WORK REQUIRED
Only the number is needed: how many lines of the entries below contain the word "dropped".

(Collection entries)
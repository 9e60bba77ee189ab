//! Extraction side of the pipeline: watch directory → markers → splitter →
//! queue → archive.
//!
//! [`tick`] performs exactly one pass and is deterministic with respect to
//! time, so tests drive it directly. [`run`] repeats the pass forever on the
//! configured interval. A failure in one file is logged and skipped; it
//! never aborts the rest of the pass or the loop.

use std::fs;
use std::path::{Path, PathBuf};
use std::time::Duration;

use tracing::{debug, error, info};

use crate::archive;
use crate::extract::{extract, Marker};
use crate::queue::QueueStore;
use crate::split;

/// Settings for the extraction side, carved out of the full `Config`.
#[derive(Debug, Clone)]
pub struct ExtractionSettings {
    pub watch_dir: PathBuf,
    pub archive_dir: PathBuf,
    pub markers: Vec<Marker>,
    pub max_part_size: usize,
}

/// What one extraction pass over the watch directory did.
#[derive(Debug, Default, PartialEq, Eq)]
pub struct ExtractionReport {
    pub files_seen: usize,
    pub reports_found: usize,
    pub parts_enqueued: usize,
    pub files_archived: usize,
}

/// One pass: every file in the watch directory is run through every marker;
/// extracted reports are split and staged; a file that produced at least one
/// report is archived once, after all markers ran — never once per marker.
pub fn tick<Q: QueueStore + ?Sized>(settings: &ExtractionSettings, queue: &Q) -> ExtractionReport {
    let mut report = ExtractionReport::default();

    let files = match list_source_files(&settings.watch_dir) {
        Ok(files) => files,
        Err(e) => {
            error!(
                error = %e,
                dir = %settings.watch_dir.display(),
                "Failed to list watch directory"
            );
            return report;
        }
    };

    for path in files {
        report.files_seen += 1;
        if let Err(e) = process_file(&path, settings, queue, &mut report) {
            error!(
                error = %e,
                file = %path.display(),
                "Failed to process source file, will retry next pass"
            );
        }
    }
    report
}

/// Regular, non-hidden entries of the watch directory, sorted by name for a
/// deterministic pass.
fn list_source_files(dir: &Path) -> std::io::Result<Vec<PathBuf>> {
    let mut files = Vec::new();
    for entry in fs::read_dir(dir)? {
        let entry = entry?;
        let path = entry.path();
        if path.is_dir() {
            continue;
        }
        if entry.file_name().to_string_lossy().starts_with('.') {
            continue;
        }
        files.push(path);
    }
    files.sort();
    Ok(files)
}

fn process_file<Q: QueueStore + ?Sized>(
    path: &Path,
    settings: &ExtractionSettings,
    queue: &Q,
    report: &mut ExtractionReport,
) -> Result<(), Box<dyn std::error::Error + Send + Sync>> {
    let content = fs::read_to_string(path)?;
    let lines: Vec<&str> = content.lines().collect();

    let mut report_found = false;
    for marker in &settings.markers {
        let Some(extracted) = extract(marker, &lines) else {
            debug!(marker = %marker.name, file = %path.display(), "No match");
            continue;
        };
        report_found = true;
        report.reports_found += 1;
        info!(
            marker = %marker.name,
            file = %path.display(),
            lines = extracted.lines.len(),
            "Extracted report"
        );
        for part in split::split(&extracted.marker_name, &extracted.lines, settings.max_part_size) {
            let id = queue.enqueue(&part)?;
            report.parts_enqueued += 1;
            debug!(id = %id, marker = %marker.name, "Staged report part");
        }
    }

    if report_found {
        let archived = archive::archive(path, &settings.archive_dir)?;
        report.files_archived += 1;
        info!(file = %path.display(), archived = %archived, "Source file archived");
    }
    Ok(())
}

/// Runs extraction passes for the lifetime of the process.
pub async fn run<Q: QueueStore + ?Sized>(
    settings: ExtractionSettings,
    queue: &Q,
    interval: Duration,
) {
    loop {
        let report = tick(&settings, queue);
        if report.files_seen > 0 {
            info!(
                files = report.files_seen,
                reports = report.reports_found,
                parts = report.parts_enqueued,
                archived = report.files_archived,
                "Extraction pass complete"
            );
        }
        tokio::time::sleep(interval).await;
    }
}
//! Oversize-payload splitting.

use tracing::warn;

/// Hard cap on the number of parts produced for a single report.
pub const MAX_PARTS: usize = 10;

/// Joins `lines` under a `title` line and slices the result into deliverable
/// parts.
///
/// Within `max_part_size` characters the combined text is returned as a
/// single unmodified part. Oversize text is cut into consecutive chunks of
/// at most `max_part_size` characters, each carrying its own `part {n}`
/// label line. Concatenating the chunks with the label lines stripped
/// restores the combined text exactly. Content past [`MAX_PARTS`] chunks is
/// dropped; the truncation is logged, never fatal.
pub fn split(title: &str, lines: &[String], max_part_size: usize) -> Vec<String> {
    let mut text = String::from(title);
    for line in lines {
        text.push('\n');
        text.push_str(line);
    }

    if text.chars().count() <= max_part_size {
        return vec![text];
    }

    let mut chunks = chunk_chars(&text, max_part_size);
    if chunks.len() > MAX_PARTS {
        let dropped: usize = chunks[MAX_PARTS..]
            .iter()
            .map(|chunk| chunk.chars().count())
            .sum();
        warn!(
            title = %title,
            parts = chunks.len(),
            cap = MAX_PARTS,
            dropped_chars = dropped,
            "Report exceeds the part cap, truncating"
        );
        chunks.truncate(MAX_PARTS);
    }

    chunks
        .into_iter()
        .enumerate()
        .map(|(i, chunk)| format!("part {}\n{}", i + 1, chunk))
        .collect()
}

/// Cuts `text` into consecutive chunks of at most `max_chars` characters,
/// never splitting inside a UTF-8 code point.
fn chunk_chars(text: &str, max_chars: usize) -> Vec<String> {
    let mut chunks = Vec::new();
    let mut current = String::new();
    let mut count = 0;
    for ch in text.chars() {
        if count == max_chars {
            chunks.push(std::mem::take(&mut current));
            count = 0;
        }
        current.push(ch);
        count += 1;
    }
    if !current.is_empty() {
        chunks.push(current);
    }
    chunks
}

ANSWER BOX
3